Белосельцев то слушал, то отставал, отвлекался. Вглядывался в античные танцующие статуэтки, в блаженные головы Будд, в лазурь мусульманской керамики. Здесь, в этих сумерках, открывалась глубина истории, которая, всплывая на поверхность, являла себя броней транспортеров, пулеметными вспышками, ревущей толпой. Но под этими явными зрелищами, как тающее в глубине отражение, таилось и уходило на дно каменное изваяние Будды, обломок сабли, драгоценный изразцовый орнамент. Он, Белосельцев, действовал и жил в самом верхнем, расплавленном, выгорающем слое, из которого многое, и должно быть он сам, исчезнет бесследно. Но что-то отвердев, как осадок, опустится на тихое дно, займет свое место среди Будд и античных голов.

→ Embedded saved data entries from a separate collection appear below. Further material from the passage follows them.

use cubecount_core::config::GameConfig;
use cubecount_game::{DialogAction, GameController, GameError};
use web_sys::HtmlInputElement;

/// Tunables shipped with the page.
const GAME_RON: &str = include_str!("../assets/game.ron");

pub fn load_config() -> GameConfig {
    GameConfig::from_ron_or_default(GAME_RON)
}

/// Main application struct. Owns the controller and the answer field; input
/// listeners borrow it for the duration of one event.
pub struct Application {
    controller: GameController,
    answer: HtmlInputElement,
}

impl Application {
    pub fn new(controller: GameController, answer: HtmlInputElement) -> Self {
        Self { controller, answer }
    }

    /// Start the first game.
    pub fn start(&mut self) {
        self.controller.restart();
        let _ = self.answer.focus();
    }

    /// Submit the answer field's contents.
    pub fn submit(&mut self) {
        let text = self.answer.value();
        match self.controller.submit_answer(&text) {
            Ok(_) => self.answer.set_value(""),
            Err(GameError::InvalidInput(_)) => self.answer.select(),
            Err(e) => log::debug!("Submit ignored: {e}"),
        }
    }

    pub fn confirm(&mut self, action: DialogAction) {
        self.controller.confirm(action);
        let _ = self.answer.focus();
    }

    /// The victory screen's play-again button.
    pub fn restart(&mut self) {
        self.answer.set_value("");
        self.confirm(DialogAction::Restart);
    }

    pub fn drag_start(&mut self, x: f32) {
        self.controller.drag_start(x);
    }

    pub fn drag_move(&mut self, x: f32) {
        self.controller.drag_move(x);
    }

    pub fn drag_end(&mut self) {
        self.controller.drag_end();
    }

    pub fn resize(&mut self) {
        self.controller.resize();
    }
}

#[cfg(test)]
mod tests {
    use super::*;

    #[test]
    fn test_bundled_config_parses() {
        let config = GameConfig::from_ron(GAME_RON).expect("bundled config");
        assert_eq!(config, GameConfig::default());
    }
}
mod app;
mod camera;
mod dom;
mod error;
mod input;
mod render;
mod scene;
mod sound;

use std::cell::RefCell;
use std::rc::Rc;

use cubecount_audio::AudioSystem;
use cubecount_game::{Collaborators, GameController};
use wasm_bindgen::prelude::*;
use web_sys::{HtmlCanvasElement, HtmlElement, HtmlInputElement};

use crate::dom::{element_by_id, DomDialog, ScoreLabel};
use crate::error::WebError;

/// WASM entry point. Sets the panic hook and initializes logging.
#[wasm_bindgen(start)]
pub fn main() {
    console_error_panic_hook::set_once();
    console_log::init_with_level(log::Level::Info).expect("logger init failed");
    log::info!("Cube Count starting...");

    if let Err(e) = run() {
        show_error_to_user(&format!("{e}"));
    }
}

/// Look up the page elements, wire the adapters and listeners, start a game.
fn run() -> Result<(), WebError> {
    let window = web_sys::window().ok_or(WebError::NoDocument)?;
    let document = window.document().ok_or(WebError::NoDocument)?;

    let canvas: HtmlCanvasElement = element_by_id(&document, "cube-canvas", "canvas")?;
    let answer: HtmlInputElement = element_by_id(&document, "answer-input", "input")?;
    let submit: HtmlElement = element_by_id(&document, "submit-button", "HTML element")?;
    let dialog_confirm: HtmlElement = element_by_id(&document, "dialog-confirm", "HTML element")?;
    let dialog_cancel: HtmlElement = element_by_id(&document, "dialog-cancel", "HTML element")?;
    let restart: HtmlElement = element_by_id(&document, "restart-button", "HTML element")?;
    let sound_toggle: HtmlInputElement = element_by_id(&document, "sound-toggle", "input")?;
    let volume: HtmlInputElement = element_by_id(&document, "volume", "input")?;

    let dialog = DomDialog::new(&document)?;
    let dialog_root = dialog.root().clone();
    let pending = dialog.pending();

    let audio: sound::SharedAudio = Rc::new(RefCell::new(AudioSystem::new()));
    sound_toggle.set_checked(audio.borrow().is_enabled());
    volume.set_value(&sound::volume_text(&audio.borrow()));

    let adapters = Collaborators {
        render: Box::new(render::CanvasRenderer::new(canvas.clone())?),
        sound: Box::new(sound::WebSound::new(audio.clone())),
        dialog: Box::new(dialog),
        score: Box::new(ScoreLabel::new(&document)?),
    };

    let config = app::load_config();
    let seed = session_seed();
    log::info!("Session seed {seed:#018x}");
    let rng = Box::new(cubecount_world::seeded(seed));
    let controller = GameController::new(config, rng, adapters);

    let app = Rc::new(RefCell::new(app::Application::new(controller, answer.clone())));

    let targets = input::Targets {
        window: &window,
        canvas: &canvas,
        answer: &answer,
        submit: &submit,
        dialog_root: &dialog_root,
        dialog_confirm: &dialog_confirm,
        dialog_cancel: &dialog_cancel,
        restart: &restart,
        sound_toggle: &sound_toggle,
        volume: &volume,
    };
    input::register_listeners(&targets, app.clone(), pending, audio)?;

    app.borrow_mut().start();
    Ok(())
}

/// A fresh seed per page load from the clock and `Math.random`.
fn session_seed() -> u64 {
    let now = js_sys::Date::now() as u64;
    let noise = (js_sys::Math::random() * u32::MAX as f64) as u64;
    now.rotate_left(21) ^ noise
}

/// Show a user-visible error, not just a console line.
fn show_error_to_user(msg: &str) {
    log::error!("{msg}");
    if let Some(window) = web_sys::window() {
        let _ = window.alert_with_message(&format!("Cube Count Error: {msg}"));
    }
}
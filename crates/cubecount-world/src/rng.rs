//! Random source injected into the structure generator.
//!
//! Anything implementing `rand::Rng` is a `RandomSource`. Tests that need
//! exact layer counts use `ScriptedDraws` instead.

use std::collections::VecDeque;

use rand::{Rng, SeedableRng};
use rand_xoshiro::Xoshiro256Plus;

/// Integer draws for the generator.
pub trait RandomSource {
    /// Uniform integer in `low..=high`. Returns `low` when `high <= low`.
    fn int_inclusive(&mut self, low: u32, high: u32) -> u32;
}

impl<R: Rng + ?Sized> RandomSource for R {
    fn int_inclusive(&mut self, low: u32, high: u32) -> u32 {
        if high <= low {
            return low;
        }
        self.random_range(low..=high)
    }
}

/// Deterministic generator state for a given seed.
pub fn seeded(seed: u64) -> Xoshiro256Plus {
    Xoshiro256Plus::seed_from_u64(seed)
}

/// Replays a fixed list of draws in order.
///
/// Each scripted value is clamped into the requested range; once the script
/// runs out every draw returns the range's lower bound.
#[derive(Debug, Clone, Default)]
pub struct ScriptedDraws {
    draws: VecDeque<u32>,
    consumed: usize,
}

impl ScriptedDraws {
    pub fn new(draws: impl IntoIterator<Item = u32>) -> Self {
        Self {
            draws: draws.into_iter().collect(),
            consumed: 0,
        }
    }

    /// Number of draws taken so far (including ones past the end of the script).
    pub fn consumed(&self) -> usize {
        self.consumed
    }
}

impl RandomSource for ScriptedDraws {
    fn int_inclusive(&mut self, low: u32, high: u32) -> u32 {
        self.consumed += 1;
        match self.draws.pop_front() {
            Some(value) => value.clamp(low, high.max(low)),
            None => low,
        }
    }
}
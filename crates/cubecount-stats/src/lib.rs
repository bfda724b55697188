pub mod report;
pub mod sampler;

Зафар их вел мимо кушанских, из серого камня, скульптур, где бог Канишка в одеянии восточного царя расставил упруго ноги, перетянутые ремнями и пряжками, а голова его, отбитая чьим-то древним ударом, лежала в неизвестной долине, занесенная прахом, пропуская над своими глазницами войска и нашествия, караваны слонов и верблюдов, бессчетно бредущие толпы в рубищах, шелках и доспехах. И, быть может, он, Белосельцев, не ведая, в азарте, в погоне, коснулся его стопой, или пронесся над ней на ревущих винтах вертолета, или скользнул мимолетно зрачками сквозь стекло военного транспорта, не зная, что пролетает над головой умершего бога.